5. Sticking Probability Estimation: By calculating the probability of e-h excitation, the authors estimated the sticking probability of the adsorbate, linking energy dissipation directly to the likelihood of adsorption.

4. Key Results

Numerical calculations were performed for a proton coupled electron transfer (PCET) reaction (Volmer process) on a metal electrode.

• Velocity Dependence:
  • As the adsorbate velocity ($v$) increases, the orbital occupancy deviates significantly from the adiabatic value.
  • Asymmetry: The occupancy becomes highly asymmetric between the incoming and outgoing trajectories. For fast velocities, the orbital filling is delayed (retarded), and the maximum occupancy is reduced.
  • Suppression: At thermal velocities, the electron transfer rate is significantly lower (approx. 4 times) than the adiabatic rate.
• Solvent Reorganization Energy ($\lambda$):
  • Stronger coupling to the solvent (larger $\lambda$) renormalizes the adsorbate energy level further away from the Fermi level ($\epsilon_F$).
  • This shifts the point of Fermi level crossing to distances closer to the metal surface, where the resonance width ($\Delta$) is larger.
  • Counter-intuitive Finding: While strong $\lambda$ usually implies high reorganization energy, in this dynamic context, weak $\lambda$ leads to higher energy loss. This is because weak $\lambda$ allows the Fermi level crossing to occur far from the surface (where $\Delta$ is small), maximizing the time available for non-adiabatic e-h excitation.
• Electronic Friction and Energy Dissipation:
  • The electronic friction coefficient $\eta(z)$ peaks where the adsorbate energy level crosses the Fermi level.
  • Electrode Potential ($\phi$): Making the electrode potential more negative shifts the energy level crossing away from the surface. This broadens the friction profile and increases the total energy dissipation, thereby increasing the probability of the adsorbate "sticking" (being trapped) on the surface.
• Sticking Probability:
  • The probability of adsorption ($S$) is high when the average energy loss exceeds the initial kinetic energy.
  • $S$ is maximized for small $\lambda$ (weak solvent coupling) and negative electrode potentials, as these conditions maximize energy dissipation into the metal.

5. Significance

This work provides a critical bridge between surface physics (metal-adsorbate dynamics) and electrochemistry (solvent effects).

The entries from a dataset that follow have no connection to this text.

//! UI events delivered from the controllers to the presentation layer.
//!
//! The controllers decide what to show (title, description, severity) and
//! where to navigate; rendering toasts and pages is up to the host.

use chrono::{DateTime, Utc};
use futures::channel::mpsc;
use serde::{Deserialize, Serialize};
use serde_json::Value;

use crate::domain::{ActivationState, View};

// ─── Notifications ───────────────────────────────────────────────────────────

/// Toast variant.
#[derive(Debug, Clone, Copy, Default, PartialEq, Eq, Serialize, Deserialize)]
#[serde(rename_all = "lowercase")]
pub enum Severity {
    #[default]
    Default,
    Destructive,
}

/// A user-facing message with its severity.
#[derive(Debug, Clone, PartialEq, Serialize, Deserialize)]
pub struct Notification {
    pub title: String,
    pub description: String,
    pub severity: Severity,
    pub issued_at: DateTime<Utc>,
}

impl Notification {
    pub fn new(
        title: impl Into<String>,
        description: impl Into<String>,
        severity: Severity,
    ) -> Self {
        Self {
            title: title.into(),
            description: description.into(),
            severity,
            issued_at: Utc::now(),
        }
    }

    pub fn login_succeeded() -> Self {
        Self::new("Login Successful", "Redirecting to dashboard...", Severity::Default)
    }

    pub fn login_rejected() -> Self {
        Self::new(
            "Login Failed",
            "Please check your credentials and try again.",
            Severity::Destructive,
        )
    }

    pub fn login_error() -> Self {
        Self::new(
            "Error",
            "An unexpected error occurred. Please try again later.",
            Severity::Destructive,
        )
    }

    pub fn backend_started() -> Self {
        Self::new(
            "Backend Started",
            "The backend activity has been initiated successfully.",
            Severity::Default,
        )
    }

    pub fn backend_start_failed() -> Self {
        Self::new(
            "Error",
            "Failed to start backend activity. Please try again.",
            Severity::Destructive,
        )
    }

    pub fn fetch_failed(view: View) -> Self {
        Self::new(
            "Error",
            format!("Failed to fetch {} data. Please try again.", view.as_str()),
            Severity::Destructive,
        )
    }

    pub fn is_destructive(&self) -> bool {
        self.severity == Severity::Destructive
    }
}

// ─── Navigation ──────────────────────────────────────────────────────────────

/// Pages of the client.
#[derive(Debug, Clone, Copy, Default, PartialEq, Eq, Hash, Serialize, Deserialize)]
#[serde(rename_all = "lowercase")]
pub enum Route {
    #[default]
    Login,
    Dashboard,
}

impl Route {
    pub fn path(&self) -> &'static str {
        match self {
            Self::Login => "/",
            Self::Dashboard => "/dashboard",
        }
    }
}

// ─── Events ──────────────────────────────────────────────────────────────────

/// Everything the controllers report to the presentation layer.
#[derive(Debug, Clone, PartialEq)]
pub enum UiEvent {
    Notify(Notification),
    Navigate(Route),
    /// The activation control changed state.
    ActivationChanged(ActivationState),
    /// A bucket was overwritten with a freshly arrived payload.
    BucketUpdated { view: View, payload: Value },
}

impl UiEvent {
    pub fn as_notification(&self) -> Option<&Notification> {
        match self {
            UiEvent::Notify(n) => Some(n),
            _ => None,
        }
    }
}

/// Observer for controller events.
pub trait EventSink: Send + Sync {
    fn emit(&self, event: UiEvent);
}

/// Channel-backed sink; the receiver is a `Stream` of [`UiEvent`].
#[derive(Debug, Clone)]
pub struct ChannelSink {
    tx: mpsc::UnboundedSender<UiEvent>,
}

impl ChannelSink {
    pub fn new() -> (Self, mpsc::UnboundedReceiver<UiEvent>) {
        let (tx, rx) = mpsc::unbounded();
        (Self { tx }, rx)
    }
}

impl EventSink for ChannelSink {
    fn emit(&self, event: UiEvent) {
        // A dropped receiver means the view is gone.
        let _ = self.tx.unbounded_send(event);
    }
}

/// Sink that calls a closure for every event.
pub struct CallbackSink<F>(pub F);

impl<F> EventSink for CallbackSink<F>
where
    F: Fn(UiEvent) + Send + Sync,
{
    fn emit(&self, event: UiEvent) {
        (self.0)(event)
    }
}

/// Sink that drops every event.
#[derive(Debug, Clone, Copy, Default)]
pub struct NullSink;

impl EventSink for NullSink {
    fn emit(&self, _event: UiEvent) {}
}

• Beyond Born-Oppenheimer: It rigorously quantifies the breakdown of the Born-Oppenheimer approximation in electrochemical reactions, showing that finite velocity effects cannot be ignored even for "slow" thermal processes.
• Design of Electrochemical Systems: The findings suggest that controlling the solvent environment (reorganization energy) and electrode potential can actively tune the energy dissipation pathways. This is crucial for optimizing reaction rates in fuel cells, batteries, and electrocatalysis where adsorbate dynamics play a role.
• Theoretical Framework: The derived analytical expressions for electronic friction and the connection to e-h excitation probabilities offer a powerful tool for predicting reaction outcomes in dynamic electrochemical environments without resorting to computationally expensive full quantum dynamics simulations.